Democrats’ special session property tax relief plan calls for homeowners to get the same break in the 2023 tax year as they would have gotten under Proposition HH.

Democrats’ bill would reduce the residential assessment rate for the 2023 tax year only to 6.7% from 6.765% and exempt the first $50,000 in a home’s value from taxation, the same reductions for taxes due next year as Proposition HH offered. Property tax rates for commercial property would remain unchanged, however, whereas HH would have cut those rates.

The Democratic special session plan calls for $200 million in general fund dollars to fully reimburse schools and fire districts for the revenue they wouldn’t collect because of the property tax relief.

All other local districts, including hospital and EMS districts, would only get state dollars to make up for their losses if their property tax revenue gains are set to rise less than the rate of inflation.
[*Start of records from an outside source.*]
use futures::{stream, StreamExt};

use super::api::InstanceApi;
use super::resolver::Resolver;
use super::{build_redirect_url, InstanceRecord};
use crate::error::Yt2InvError;
use crate::store::Store;

/// Number of candidate instances probed at once
const PROBE_CONCURRENCY: usize = 8;

#[derive(Debug, Clone, PartialEq)]
pub enum Selection {
    /// The preferred instance is up
    Redirect(String),
    /// The preferred instance is down, the user has to pick another one
    Choose {
        preferred: String,
        candidates: Vec<InstanceRecord>,
    },
}

impl<S: Store, A: InstanceApi> Resolver<S, A> {
    /// Redirect to the preferred instance if it is healthy, otherwise offer alternatives
    pub async fn select(&self, video_id: &str) -> Result<Selection, Yt2InvError> {
        let preferred = self.preferred_instance().await;
        if self
            .check_instance_health(&preferred, self.health_timeout())
            .await
        {
            return Ok(Selection::Redirect(build_redirect_url(video_id, &preferred)));
        }

        log::info!("Preferred instance {preferred} is not responding");
        let candidates = self.fetch_healthy_instances().await;
        if candidates.is_empty() {
            return Err(Yt2InvError::NoAlternatives);
        }
        Ok(Selection::Choose {
            preferred,
            candidates,
        })
    }

    /// Redirect to an instance picked by the user, saving it as preferred if asked to
    pub async fn confirm(&self, video_id: &str, choice: &InstanceRecord, remember: bool) -> String {
        if remember {
            self.save_preferred_instance(&choice.url, &choice.name).await;
        }
        build_redirect_url(video_id, &choice.url)
    }

    /// Probe every candidate, keeping their order
    pub async fn probe_candidates(
        &self,
        candidates: Vec<InstanceRecord>,
    ) -> Vec<(InstanceRecord, bool)> {
        stream::iter(candidates)
            .map(|candidate| async move {
                let healthy = self
                    .check_instance_health(&candidate.url, self.health_timeout())
                    .await;
                (candidate, healthy)
            })
            .buffered(PROBE_CONCURRENCY)
            .collect()
            .await
    }
}

#[cfg(test)]
mod tests {
    use super::*;
    use crate::config::Config;
    use crate::instances::api::fake::{listing, FakeApi};
    use crate::store::memory::MemoryStore;
    use crate::store::{Area, PREFERRED_INSTANCE};

    fn resolver(api: FakeApi) -> Resolver<MemoryStore, FakeApi> {
        Resolver::new(MemoryStore::default(), api, &Config::default())
    }

    #[tokio::test]
    async fn healthy_preferred_redirects() {
        let api = FakeApi::new()
            .with_healthy("https://yewtu.be")
            .with_listing(&listing(&[("a.example", 99.0)]));
        let r = resolver(api);

        let selection = r.select("dQw4w9WgXcQ").await.unwrap();
        assert_eq!(
            selection,
            Selection::Redirect("https://yewtu.be/watch?v=dQw4w9WgXcQ".into())
        );
        assert_eq!(r.api().probe_count(), 1);
        assert_eq!(r.api().directory_count(), 0);
    }

    #[tokio::test]
    async fn unhealthy_preferred_offers_candidates() {
        let api = FakeApi::new().with_listing(&listing(&[("a.example", 99.0), ("b.example", 97.0)]));
        let r = resolver(api);

        let Selection::Choose {
            preferred,
            candidates,
        } = r.select("dQw4w9WgXcQ").await.unwrap()
        else {
            panic!("expected a choice");
        };
        assert_eq!(preferred, "https://yewtu.be");
        assert_eq!(candidates.len(), 2);
        assert_eq!(r.api().directory_count(), 1);

        // Not remembered without confirmation
        assert!(r.store().snapshot(Area::Sync).is_empty());

        let url = r.confirm("dQw4w9WgXcQ", &candidates[1], false).await;
        assert_eq!(url, "https://b.example/watch?v=dQw4w9WgXcQ");
        assert!(r.store().snapshot(Area::Sync).is_empty());
        assert_eq!(r.preferred_instance().await, "https://yewtu.be");
    }

    #[tokio::test]
    async fn confirmed_choice_is_remembered() {
        let api = FakeApi::new().with_listing(&listing(&[("a.example", 99.0)]));
        let r = resolver(api);

        let Selection::Choose { candidates, .. } = r.select("abc").await.unwrap() else {
            panic!("expected a choice");
        };
        let url = r.confirm("abc", &candidates[0], true).await;
        assert_eq!(url, "https://a.example/watch?v=abc");
        assert_eq!(
            r.store().snapshot(Area::Sync)[PREFERRED_INSTANCE],
            "https://a.example"
        );
        assert_eq!(r.preferred_instance_name().await, "a.example");
    }

    #[tokio::test]
    async fn unreachable_directory_offers_fallback() {
        let r = resolver(FakeApi::new());
        let Selection::Choose { candidates, .. } = r.select("abc").await.unwrap() else {
            panic!("expected a choice");
        };
        assert_eq!(candidates.len(), 5);
    }

    #[tokio::test]
    async fn no_alternatives() {
        // Every listed instance is filtered out
        let api = FakeApi::new().with_listing(&listing(&[("slow.example", 50.0)]));
        let r = resolver(api);
        assert_eq!(r.select("abc").await, Err(Yt2InvError::NoAlternatives));
    }

    #[tokio::test]
    async fn probe_candidates_keeps_order() {
        let api = FakeApi::new().with_healthy("https://b.example");
        let r = resolver(api);
        let candidates = vec![
            InstanceRecord {
                url: "https://a.example".into(),
                name: "a.example".into(),
                flag: "unknown".into(),
                uptime_percent: None,
            },
            InstanceRecord {
                url: "https://b.example".into(),
                name: "b.example".into(),
                flag: "unknown".into(),
                uptime_percent: None,
            },
        ];
        let results = r.probe_candidates(candidates).await;
        let status: Vec<_> = results.iter().map(|(c, ok)| (c.name.as_str(), *ok)).collect();
        assert_eq!(status, vec![("a.example", false), ("b.example", true)]);
        assert_eq!(r.api().probe_count(), 2);
    }
}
That’s less reimbursement than would have been offered under HH and it will mean that a limited number of local districts will get state aid.

The plan, which passed out of the Senate Finance Committee on Friday along party lines after local districts asked for more money, doesn’t call for using any additional Taxpayer’s Bill of Rights surplus or general fund reserve dollars to reimburse school and local districts for their property tax losses, – pools of money Polis last week suggested the legislature could tap into.

Democrats are also running bills during the special session to expand the earned income tax credit, make TABOR refund checks the same amount for every taxpayer and tap into federal dollars that pay for meals for children from low-income families during the summer.

The Democratic majority at the Capitol voted down every Republican special session bill introduced Friday.